PatchSiren cyber security CVE debrief
CVE-2026-35386 OpenBSD CVE debrief
A low-severity vulnerability was found in OpenSSH before 10.3, allowing command execution via shell metacharacters in a username within a command line. This requires a scenario where the username on the command line is untrusted and a non-default configuration of % in ssh_config. The vulnerability has a CVSS score of 3.6, indicating low severity. System administrators and security teams should be aware of this vulnerability, especially those with untrusted user access, and take steps to mitigate it.
- Vendor
- OpenBSD
- Product
- OpenSSH
- CVSS
- LOW 3.6
- CISA KEV
- Not listed in stored evidence
- Original CVE published
- 2026-04-02
- Original CVE updated
- 2026-07-07
- Advisory published
- 2026-04-02
- Advisory updated
- 2026-07-07
Who should care
System administrators and security teams responsible for OpenSSH installations, especially those with untrusted user access, should be aware of this vulnerability and take steps to mitigate it. This includes reviewing system configurations, updating to version 10.3 or later, and monitoring for suspicious activity.
Technical summary
The vulnerability exists in OpenSSH before version 10.3, where command execution can occur via shell metacharacters in a username within a command line. This requires a specific scenario where the username on the command line is untrusted and a non-default configuration of % in ssh_config is present. The CVSS score for this vulnerability is 3.6, indicating a low severity. Affected systems include OpenSSH installations prior to version 10.3 with untrusted user access.
Defensive priority
Apply patches or upgrades to OpenSSH version 10.3 or later. Restrict access to trusted users and monitor for suspicious activity. Review and update ssh_config to ensure default or secure configurations.

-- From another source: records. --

use std::net::SocketAddr;

use axum::extract::DefaultBodyLimit;
use axum::middleware::from_fn_with_state;
use axum::{
    routing::get,
    Router,
};
use sqlx::{migrate::MigrateDatabase, sqlite::SqlitePoolOptions, Sqlite};
use tower_http::{compression::CompressionLayer, cors::CorsLayer, trace::TraceLayer};
use tracing::info;
use tracing_subscriber::{layer::SubscriberExt, util::SubscriberInitExt};

use warenlager::geo::GeoClient;
use warenlager::state::AppState;
use warenlager::{config, db, middleware, routes};

#[tokio::main]
async fn main() -> anyhow::Result<()> {
    // Logging (stdout + tägliche Datei-Rotation unter ./logs)
    std::fs::create_dir_all("logs").ok();
    let (stdout_nb, stdout_guard) = tracing_appender::non_blocking(std::io::stdout());
    let file_appender = tracing_appender::rolling::daily("logs", "warenlager.log");
    let (file_nb, file_guard) = tracing_appender::non_blocking(file_appender);
    let env_filter = tracing_subscriber::EnvFilter::try_from_default_env()
        .unwrap_or_else(|_| "info,tower_http=info".into());
    tracing_subscriber::registry()
        .with(env_filter)
        .with(tracing_subscriber::fmt::layer().with_writer(stdout_nb))
        .with(tracing_subscriber::fmt::layer().with_ansi(false).with_writer(file_nb))
        .init();
    // Guards am Leben halten, damit Non-Blocking Writer korrekt flushen
    let _log_guards = (stdout_guard, file_guard);

    // Load configuration (embedded defaults -> warenlager.toml -> env/.env)
    let app_cfg = config::load()?;

    // Prepare data dir (if sqlite)
    let db_url = &app_cfg.database.url;
    config::ensure_sqlite_parent_dir(db_url)?;
    if !Sqlite::database_exists(db_url).await.unwrap_or(false) {
        info!("Creating SQLite database at {}", db_url);
        Sqlite::create_database(db_url).await?;
    }
    let pool = SqlitePoolOptions::new()
        .max_connections(app_cfg.database.max_connections)
        .min_connections(app_cfg.database.min_connections)
        .max_lifetime(std::time::Duration::from_secs(app_cfg.database.max_lifetime_secs))
        .after_connect(|conn, _meta| {
            Box::pin(async move {
                let _ = sqlx::query("PRAGMA foreign_keys=ON;").execute(&mut *conn).await;
                let _ = sqlx::query("PRAGMA busy_timeout=10000;").execute(&mut *conn).await;
                Ok(())
            })
        })
        .connect(db_url)
        .await?;

    // Initialize DB schema
    db::init_db(&pool).await?;

    // Outbound geo client + app state
    let geo = GeoClient::new(&app_cfg.geo)?;
    let state = AppState::new(pool.clone(), app_cfg.clone(), geo);

    // Clone config Arc for stateful middleware
    let cfg_arc = state.config.clone();

    // All business routes live under /api and require the bearer check
    let api = Router::new()
        .route(
            "/products",
            get(routes::products::list_products).post(routes::products::create_product),
        )
        .route("/products/export", get(routes::export::export_products))
        .route(
            "/products/:id",
            get(routes::products::get_product)
                .put(routes::products::update_product)
                .delete(routes::products::delete_product),
        )
        .route(
            "/categories",
            get(routes::categories::list_categories).post(routes::categories::create_category),
        )
        .route(
            "/categories/:id",
            get(routes::categories::get_category)
                .put(routes::categories::update_category)
                .delete(routes::categories::delete_category),
        )
        .route(
            "/suppliers",
            get(routes::suppliers::list_suppliers).post(routes::suppliers::create_supplier),
        )
        .route(
            "/suppliers/:id",
            get(routes::suppliers::get_supplier)
                .put(routes::suppliers::update_supplier)
                .delete(routes::suppliers::delete_supplier),
        )
        .route("/statistics/products-per-category", get(routes::statistics::products_per_category))
        .route("/statistics/products-per-supplier", get(routes::statistics::products_per_supplier))
        .route("/distance", get(routes::distance::distance))
        .layer(from_fn_with_state(cfg_arc, middleware::auth::require_auth));

    let app = Router::new()
        .route("/healthz", get(routes::health::healthz))
        .route("/readyz", get(routes::health::readyz))
        .route("/metrics", get(routes::health::metrics))
        .route("/metrics/prometheus", get(routes::health::metrics_prometheus))
        .route("/version", get(routes::health::version))
        .nest("/api", api)
        .with_state(state)
        // Globales Body-Limit (2 MB) – schützt vor übergroßen Requests
        .layer(DefaultBodyLimit::max(2 * 1024 * 1024))
        .layer(CompressionLayer::new())
        .layer(TraceLayer::new_for_http());

    // CORS: in Debug permissiv (für lokale Entwicklung mit separater UI), in Release nicht nötig
    let app = if cfg!(debug_assertions) { app.layer(CorsLayer::permissive()) } else { app };

    // Server listen addr (from config)
    let port: u16 = app_cfg.server.port;
    let host: String = app_cfg.server.host.clone();
    let addr: SocketAddr = format!("{}:{}", host, port)
        .parse()
        .map_err(|e| anyhow::anyhow!("invalid listen addr {}:{} - {}", host, port, e))?;
    let listener = tokio::net::TcpListener::bind(addr).await?;

    info!("Warenlager listening on http://{}", listener.local_addr()?);
    axum::serve(listener, app.into_make_service_with_connect_info::<SocketAddr>())
        .with_graceful_shutdown(shutdown_signal())
        .await?;

    Ok(())
}

async fn shutdown_signal() {
    #[cfg(unix)]
    {
        let mut term = tokio::signal::unix::signal(tokio::signal::unix::SignalKind::terminate())
            .expect("Failed to install SIGTERM handler");
        tokio::select! {
            _ = tokio::signal::ctrl_c() => {},
            _ = term.recv() => {},
        }
    }
    #[cfg(not(unix))]
    {
        let _ = tokio::signal::ctrl_c().await;
    }
    info!("Shutdown signal received. Stopping server...");
}
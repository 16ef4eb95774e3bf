//! Geo lookups for the distance endpoint: client IP → coordinates via
//! ip-api.com, city name → coordinates via Nominatim, and the haversine
//! great-circle distance between the two.

use std::net::IpAddr;

use serde::Deserialize;

use crate::config::GeoConfig;
use crate::error::{AppError, AppResult};

const EARTH_RADIUS_KM: f64 = 6371.0;

/// A latitude/longitude pair in degrees.
#[derive(Debug, Clone, Copy, PartialEq)]
pub struct Coord {
    pub lat: f64,
    pub lon: f64,
}

/// Great-circle distance between two points, in kilometers.
pub fn haversine_km(a: Coord, b: Coord) -> f64 {
    let dlat = (b.lat - a.lat).to_radians();
    let dlon = (b.lon - a.lon).to_radians();
    let h = (dlat / 2.0).sin().powi(2)
        + a.lat.to_radians().cos() * b.lat.to_radians().cos() * (dlon / 2.0).sin().powi(2);
    2.0 * EARTH_RADIUS_KM * h.sqrt().asin()
}

#[derive(Debug, Deserialize)]
pub(crate) struct IpApiResponse {
    pub(crate) status: Option<String>,
    pub(crate) message: Option<String>,
    pub(crate) lat: Option<f64>,
    pub(crate) lon: Option<f64>,
}

/// Nominatim serializes coordinates as strings.
#[derive(Debug, Deserialize)]
pub(crate) struct NominatimEntry {
    pub(crate) lat: String,
    pub(crate) lon: String,
}

pub(crate) fn coord_from_ip_api(resp: IpApiResponse, ip: IpAddr) -> AppResult<Coord> {
    if resp.status.as_deref() == Some("fail") {
        return Err(AppError::Geolocation(format!(
            "IP lookup for {} failed: {}",
            ip,
            resp.message.unwrap_or_else(|| "unknown reason".to_string())
        )));
    }
    match (resp.lat, resp.lon) {
        (Some(lat), Some(lon)) => Ok(Coord { lat, lon }),
        _ => Err(AppError::Geolocation(format!("IP lookup for {} returned no coordinates", ip))),
    }
}

pub(crate) fn coord_from_nominatim(entries: Vec<NominatimEntry>, city: &str) -> AppResult<Coord> {
    let first = entries
        .into_iter()
        .next()
        .ok_or_else(|| AppError::Geolocation(format!("city not found: {}", city)))?;
    let lat = first
        .lat
        .parse::<f64>()
        .map_err(|e| AppError::Geolocation(format!("invalid latitude for {}: {}", city, e)))?;
    let lon = first
        .lon
        .parse::<f64>()
        .map_err(|e| AppError::Geolocation(format!("invalid longitude for {}: {}", city, e)))?;
    Ok(Coord { lat, lon })
}

/// Client for the two external geocoding services. Base URLs come from the
/// configuration so tests can point at a local stand-in.
#[derive(Clone)]
pub struct GeoClient {
    http: reqwest::Client,
    ip_api_base: String,
    nominatim_base: String,
}

impl GeoClient {
    pub fn new(cfg: &GeoConfig) -> anyhow::Result<Self> {
        // Nominatim's usage policy requires an identifying User-Agent.
        let http = reqwest::Client::builder()
            .user_agent(concat!(env!("CARGO_PKG_NAME"), "/", env!("CARGO_PKG_VERSION")))
            .build()
            .map_err(|e| anyhow::anyhow!("failed to build HTTP client: {}", e))?;
        Ok(Self {
            http,
            ip_api_base: cfg.ip_api_base.trim_end_matches('/').to_string(),
            nominatim_base: cfg.nominatim_base.trim_end_matches('/').to_string(),
        })
    }

    pub async fn locate_ip(&self, ip: IpAddr) -> AppResult<Coord> {
        let url = format!("{}/json/{}", self.ip_api_base, ip);
        let resp = self.http.get(&url).send().await?.error_for_status()?;
        let body: IpApiResponse = resp.json().await?;
        coord_from_ip_api(body, ip)
    }

    pub async fn locate_city(&self, city: &str) -> AppResult<Coord> {
        let url = format!("{}/search", self.nominatim_base);
        let resp = self
            .http
            .get(&url)
            .query(&[("q", city), ("format", "json")])
            .send()
            .await?
            .error_for_status()?;
        let entries: Vec<NominatimEntry> = resp.json().await?;
        coord_from_nominatim(entries, city)
    }
}
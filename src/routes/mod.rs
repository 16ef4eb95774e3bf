//! HTTP route handlers for the Warenlager API.
//!
//! Each sub-module handles a specific domain of functionality:
//!
//! - `categories`: category CRUD endpoints
//! - `distance`: geodesic distance lookup
//! - `export`: product report export
//! - `health`: health check and system status endpoints
//! - `products`: product CRUD and filtered listing
//! - `statistics`: derived product distribution statistics
//! - `suppliers`: supplier CRUD endpoints

pub mod categories;
pub mod distance;
pub mod export;
pub mod health;
pub mod products;
pub mod statistics;
pub mod suppliers;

Recommended defensive actions
- Apply patches or upgrades to OpenSSH version 10.3 or later
- Restrict access to trusted users
- Monitor for suspicious activity
- Review and update ssh_config to ensure default or secure configurations
- Perform vulnerability scanning to identify exposed systems
- Implement compensating controls for exposed systems
- Review asset inventory for OpenSSH installations
Evidence notes
The CVE record was published on 2026-04-02T17:16:27.623Z and last modified on 2026-07-07T15:55:29.950Z. The NVD entry is currently Analyzed. This vulnerability affects OpenSSH installations prior to version 10.3, particularly in scenarios with untrusted user access and non-default configurations. Evidence is based on CVE and NVD details, with limitations on source information.
Official resources
-
CVE-2026-35386 CVE record
CVE.org
-
CVE-2026-35386 NVD detail
NVD
-
Source item URL
nvd_modified
-
Mitigation or vendor reference
[email protected] - Third Party Advisory
-
Mitigation or vendor reference
[email protected] - Release Notes
-
Mitigation or vendor reference
[email protected] - Third Party Advisory
AI-assisted PatchSiren debrief based on the supplied source corpus. The CVE record was published on 2026-04-02T17:16:27.623Z and has not been modified since then. The NVD entry is currently Analyzed.